> [The task]: Search the entries below for the string "scored" and copy the lines that hold it.

(Excerpted data)

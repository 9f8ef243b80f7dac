//! Prediction logger
//!
//! Persists every scored entrant and later reconciles it with the official
//! finishing positions. Writers to the same `(event, entrant, model_version)`
//! are serialized by a per-key async lock; different keys never wait on each
//! other.

use super::{validated, ValidatedPrediction};
use crate::engine::EventPrediction;
use crate::error::{EngineError, Result};
use crate::storage::{NewPrediction, Store};
use crate::types::FinishingPositions;
use async_trait::async_trait;
use chrono::Utc;
use parking_lot::Mutex;
use std::collections::HashMap;
use std::sync::Arc;
use tracing::{debug, info};

/// External results feed
#[cfg_attr(test, mockall::automock)]
#[async_trait]
pub trait ResultSource: Send + Sync {
    /// Finishing positions for a completed event
    async fn finishing_positions(&self, event_id: &str) -> Result<FinishingPositions>;
}

type LogKey = (String, String, String);

pub struct PredictionLogger {
    store: Store,
    model_version: String,
    locks: Mutex<HashMap<LogKey, Arc<tokio::sync::Mutex<()>>>>,
}

impl PredictionLogger {
    pub fn new(store: Store, model_version: impl Into<String>) -> Self {
        Self {
            store,
            model_version: model_version.into(),
            locks: Mutex::new(HashMap::new()),
        }
    }

    pub fn model_version(&self) -> &str {
        &self.model_version
    }

    pub fn store(&self) -> &Store {
        &self.store
    }

    fn key_lock(&self, key: &LogKey) -> Arc<tokio::sync::Mutex<()>> {
        self.locks.lock().entry(key.clone()).or_default().clone()
    }

    fn release_key(&self, key: &LogKey) {
        let mut locks = self.locks.lock();
        // map + the caller's clone means nobody else is waiting
        if locks.get(key).is_some_and(|l| Arc::strong_count(l) <= 2) {
            locks.remove(key);
        }
    }

    /// Write a prediction into the outstanding slot for its key
    pub async fn log_prediction(&self, prediction: &NewPrediction) -> Result<i64> {
        let key = (
            prediction.event_id.clone(),
            prediction.entrant_id.clone(),
            prediction.model_version.clone(),
        );
        let lock = self.key_lock(&key);
        let id = {
            let _guard = lock.lock().await;
            self.store.upsert_prediction(prediction).await
        };
        self.release_key(&key);
        id
    }

    /// Log every ranked entrant of a scored event under this logger's version
    pub async fn log_event(&self, event: &EventPrediction) -> Result<Vec<i64>> {
        let mut ids = Vec::with_capacity(event.results.len());
        for result in &event.results {
            let prediction = NewPrediction {
                event_id: event.event_id.clone(),
                event_date: event.event_date,
                venue: event.venue.clone(),
                entrant_id: result.entrant_id.clone(),
                predicted_rank: result.rank,
                raw_win_prob: result.raw_probability,
                predicted_win_prob: result.calibrated_win_probability,
                predicted_place_prob: result.place_probability,
                confidence: result.confidence,
                odds_at_prediction: result.odds,
                model_version: self.model_version.clone(),
            };
            ids.push(self.log_prediction(&prediction).await?);
        }
        info!(event_id = %event.event_id, logged = ids.len(), "Event predictions logged");
        Ok(ids)
    }

    /// Record finishing positions for an event and return this version's
    /// validated predictions, best predicted rank first.
    ///
    /// Re-validating overwrites the position and timestamp only.
    pub async fn validate(
        &self,
        event_id: &str,
        positions: &FinishingPositions,
    ) -> Result<Vec<ValidatedPrediction>> {
        if positions.is_empty() {
            return Err(EngineError::InsufficientData(format!(
                "no finishing positions for event {event_id}"
            )));
        }

        let now = Utc::now();
        for (entrant_id, position) in positions {
            let updated = self.store.record_result(event_id, entrant_id, *position, now).await?;
            if updated == 0 {
                debug!(
                    event_id,
                    entrant_id = %entrant_id,
                    "Result for an entrant with no logged prediction"
                );
            }
        }

        let entries: Vec<_> = self
            .store
            .event_entries(event_id)
            .await?
            .into_iter()
            .filter(|e| e.model_version == self.model_version)
            .collect();
        let results = validated(&entries);

        info!(
            event_id,
            validated = results.len(),
            top_pick_won = results.iter().any(|r| r.is_winner && r.predicted_rank == 1),
            "Event validated"
        );
        Ok(results)
    }

    /// Fetch results from `source`, then validate
    pub async fn reconcile(
        &self,
        source: &dyn ResultSource,
        event_id: &str,
    ) -> Result<Vec<ValidatedPrediction>> {
        let positions = source.finishing_positions(event_id).await?;
        self.validate(event_id, &positions).await
    }
}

(End Excerpted data)

> [Answer to this problem]:
//! Persists every scored entrant and later reconciles it with the official
    /// Log every ranked entrant of a scored event under this logger's version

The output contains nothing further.